So Christmas morning came and I was presented with that shiny blue digisleeve of 1967-1970. It was the first album I ever actually owned. Myself. It was mine. I gazed at their faces on the cover, beaming down with the same joy I felt holding the album in my hands. Then, opening it up, I saw an even more captivating image of the band standing amidst a crowd of people, almost hiding in quiet fashion. Both pictures bewitched me.
Alongside the album I was given a CD player with which to play it on. Of course I had to spin it right away. I took out the CD from the sleeve and dropped it in the player, shut it, and pressed play. The CD revved up to speed and track 1 was illunimated in the display. Then the subtle and alluring sound of “Strawberry Fields Forever” floated over the speakers and grabbed my attention, and the magic of hearing a new Beatles song gripped me. I was transported into a world of sound, one that held me in mysterious strings until the song faded away. And the band tricked me with that fake-out fade-out. As I heard an oddball cluster fade-in on the speakers I announced that “this must be ‘Penny Lane’”. And then my dad went, “I don’t think that’s ‘Penny Lane’...”
But “Penny Lane” did come moments later, and it was inviting in a different way than “Strawberry Fields” was. This was bubblier, this was a picturesque observation of life where the previous song was more introspective. It’s one of the best examples of the Lennon/McCartney dichotomy, and I was fully prepared to embrace these contrasts thanks to Past Masters already having material of all different styles and sounds. And there were so many other great songs to experience on this album. There was Billy Shears’s appearance on “With a Little Help From My Friends”; the building orchestral whirlwind on “A Day in the Life” that sent my senses reeling; old friends like “Hey Jude” and “Revolution” (with a guitar riff louder than Metallica), and new ones like “Back in the U.S.S.R.” and “Come Together”. And of course, I had also “Octopus’s Garden”. It was all The Beatles, and it was all so good.

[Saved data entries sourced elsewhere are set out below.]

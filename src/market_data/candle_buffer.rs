// =============================================================================
// Candle Buffer — bounded per-(symbol, timeframe) ring of OHLCV bars
// =============================================================================
//
// Append rules keep each ring strictly monotonic in time:
//   * newer timestamp  -> push, evict head when over capacity
//   * equal timestamp  -> replace last (late bar correction)
//   * older timestamp  -> drop
//
// Single writer (the market-data ingestor), many readers. Readers always get
// a consistent snapshot copy.
// =============================================================================

use std::collections::{HashMap, VecDeque};

use chrono::{DateTime, Utc};
use parking_lot::RwLock;
use rust_decimal::prelude::ToPrimitive;
use rust_decimal::Decimal;
use serde::{Deserialize, Serialize};
use tracing::debug;

/// A single OHLCV bar. Immutable once appended.
#[derive(Debug, Clone, PartialEq, Serialize, Deserialize)]
pub struct Candle {
    pub t: DateTime<Utc>,
    pub o: Decimal,
    pub h: Decimal,
    pub l: Decimal,
    pub c: Decimal,
    pub v: Decimal,
}

impl Candle {
    /// f64 views for the indicator kernel. Non-representable values map to
    /// NaN, which the indicators reject via their non-finite guards.
    pub fn open_f64(&self) -> f64 {
        self.o.to_f64().unwrap_or(f64::NAN)
    }

    pub fn high_f64(&self) -> f64 {
        self.h.to_f64().unwrap_or(f64::NAN)
    }

    pub fn low_f64(&self) -> f64 {
        self.l.to_f64().unwrap_or(f64::NAN)
    }

    pub fn close_f64(&self) -> f64 {
        self.c.to_f64().unwrap_or(f64::NAN)
    }

    pub fn volume_f64(&self) -> f64 {
        self.v.to_f64().unwrap_or(f64::NAN)
    }
}

/// Composite key that identifies a unique candle series.
#[derive(Debug, Clone, Hash, Eq, PartialEq, Serialize, Deserialize)]
pub struct CandleKey {
    pub symbol: String,
    pub timeframe: String,
}

impl CandleKey {
    pub fn new(symbol: impl Into<String>, timeframe: impl Into<String>) -> Self {
        Self {
            symbol: symbol.into(),
            timeframe: timeframe.into(),
        }
    }
}

impl std::fmt::Display for CandleKey {
    fn fmt(&self, f: &mut std::fmt::Formatter<'_>) -> std::fmt::Result {
        write!(f, "{}@{}", self.symbol, self.timeframe)
    }
}

/// Thread-safe bounded ring buffer per `(symbol, timeframe)` pair.
pub struct CandleBuffer {
    buffers: RwLock<HashMap<CandleKey, VecDeque<Candle>>>,
    capacity: usize,
}

impl CandleBuffer {
    /// Create a buffer retaining at most `capacity` bars per key.
    pub fn new(capacity: usize) -> Self {
        Self {
            buffers: RwLock::new(HashMap::new()),
            capacity,
        }
    }

    /// Append a bar under the monotonicity rules. Returns `true` when the
    /// buffer changed (pushed or replaced), `false` when the bar was dropped
    /// as stale.
    pub fn append(&self, key: CandleKey, candle: Candle) -> bool {
        let mut map = self.buffers.write();
        let ring = map
            .entry(key)
            .or_insert_with(|| VecDeque::with_capacity(self.capacity));

        match ring.back() {
            Some(last) if candle.t < last.t => {
                debug!(t = %candle.t, last = %last.t, "stale bar dropped");
                false
            }
            Some(last) if candle.t == last.t => {
                // Late correction for the same bar — replace in place.
                ring.pop_back();
                ring.push_back(candle);
                true
            }
            _ => {
                ring.push_back(candle);
                while ring.len() > self.capacity {
                    ring.pop_front();
                }
                true
            }
        }
    }

    /// Seed a ring from REST history. Bars are appended oldest-first under
    /// the same monotonicity rules, so overlap with live data is harmless.
    pub fn seed(&self, key: &CandleKey, bars: Vec<Candle>) -> usize {
        let mut accepted = 0;
        for bar in bars {
            if self.append(key.clone(), bar) {
                accepted += 1;
            }
        }
        accepted
    }

    /// Full snapshot copy (oldest-first).
    pub fn snapshot(&self, key: &CandleKey) -> Vec<Candle> {
        let map = self.buffers.read();
        map.get(key)
            .map(|ring| ring.iter().cloned().collect())
            .unwrap_or_default()
    }

    /// The most recent `k` bars (oldest-first).
    pub fn last_n(&self, key: &CandleKey, k: usize) -> Vec<Candle> {
        let map = self.buffers.read();
        match map.get(key) {
            Some(ring) => {
                let start = ring.len().saturating_sub(k);
                ring.iter().skip(start).cloned().collect()
            }
            None => Vec::new(),
        }
    }

    /// Close price of the most recent bar, if any.
    pub fn latest_close(&self, key: &CandleKey) -> Option<Decimal> {
        let map = self.buffers.read();
        map.get(key).and_then(|ring| ring.back()).map(|c| c.c)
    }

    /// Number of bars stored for a key.
    pub fn len(&self, key: &CandleKey) -> usize {
        let map = self.buffers.read();
        map.get(key).map_or(0, VecDeque::len)
    }
}

impl std::fmt::Debug for CandleBuffer {
    fn fmt(&self, f: &mut std::fmt::Formatter<'_>) -> std::fmt::Result {
        let map = self.buffers.read();
        f.debug_struct("CandleBuffer")
            .field("series", &map.len())
            .field("capacity", &self.capacity)
            .finish()
    }
}

// =============================================================================
// Tests
// =============================================================================
#[cfg(test)]
mod tests {
    use super::*;
    use chrono::TimeZone;
    use rust_decimal_macros::dec;

    fn bar(minute: i64, close: Decimal) -> Candle {
        Candle {
            t: Utc.timestamp_opt(1_700_000_000 + minute * 60, 0).unwrap(),
            o: close,
            h: close + dec!(1),
            l: close - dec!(1),
            c: close,
            v: dec!(100),
        }
    }

    fn key() -> CandleKey {
        CandleKey::new("BTCUSD", "1Min")
    }

    #[test]
    fn append_evicts_beyond_capacity() {
        let buf = CandleBuffer::new(3);
        for i in 0..5 {
            assert!(buf.append(key(), bar(i, Decimal::from(100 + i))));
        }
        assert_eq!(buf.len(&key()), 3);
        let snap = buf.snapshot(&key());
        assert_eq!(snap[0].c, dec!(102));
        assert_eq!(snap[2].c, dec!(104));
    }

    #[test]
    fn equal_timestamp_replaces_last() {
        let buf = CandleBuffer::new(10);
        buf.append(key(), bar(0, dec!(100)));
        buf.append(key(), bar(1, dec!(101)));
        assert!(buf.append(key(), bar(1, dec!(105))));
        assert_eq!(buf.len(&key()), 2);
        assert_eq!(buf.latest_close(&key()), Some(dec!(105)));
    }

    #[test]
    fn older_timestamp_is_dropped() {
        let buf = CandleBuffer::new(10);
        buf.append(key(), bar(5, dec!(100)));
        assert!(!buf.append(key(), bar(3, dec!(90))));
        assert_eq!(buf.len(&key()), 1);
        assert_eq!(buf.latest_close(&key()), Some(dec!(100)));
    }

    #[test]
    fn timestamps_strictly_monotonic_after_mixed_appends() {
        let buf = CandleBuffer::new(100);
        for i in [0, 2, 1, 3, 3, 2, 7] {
            buf.append(key(), bar(i, Decimal::from(100 + i)));
        }
        let snap = buf.snapshot(&key());
        for pair in snap.windows(2) {
            assert!(pair[0].t < pair[1].t, "timestamps must strictly increase");
        }
    }

    #[test]
    fn last_n_returns_tail() {
        let buf = CandleBuffer::new(10);
        for i in 0..6 {
            buf.append(key(), bar(i, Decimal::from(100 + i)));
        }
        let tail = buf.last_n(&key(), 2);
        assert_eq!(tail.len(), 2);
        assert_eq!(tail[0].c, dec!(104));
        assert_eq!(tail[1].c, dec!(105));
    }

    #[test]
    fn unknown_key_is_empty() {
        let buf = CandleBuffer::new(10);
        assert!(buf.snapshot(&key()).is_empty());
        assert_eq!(buf.latest_close(&key()), None);
        assert_eq!(buf.len(&key()), 0);
    }

    #[test]
    fn seed_counts_accepted_bars() {
        let buf = CandleBuffer::new(10);
        buf.append(key(), bar(2, dec!(100)));
        // Bars 0 and 1 are older than the live bar and must be rejected.
        let accepted = buf.seed(&key(), vec![bar(0, dec!(98)), bar(1, dec!(99)), bar(3, dec!(101))]);
        assert_eq!(accepted, 1);
        assert_eq!(buf.len(&key()), 2);
    }
}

So many memories were forged right then and there on that Christmas morning. I received some Great Illustrated Classic books that day as well, so it’s hard for me to listen to a song like “Strawberry Fields Forever” or “All You Need Is Love” and not think about A Tale of Two Cities, too. Aside from the songs, which were fantastic, one of the best things about the album was that it came with both lyrics to every song and extensive liner notes that gave me context for each of the tracks I was playing.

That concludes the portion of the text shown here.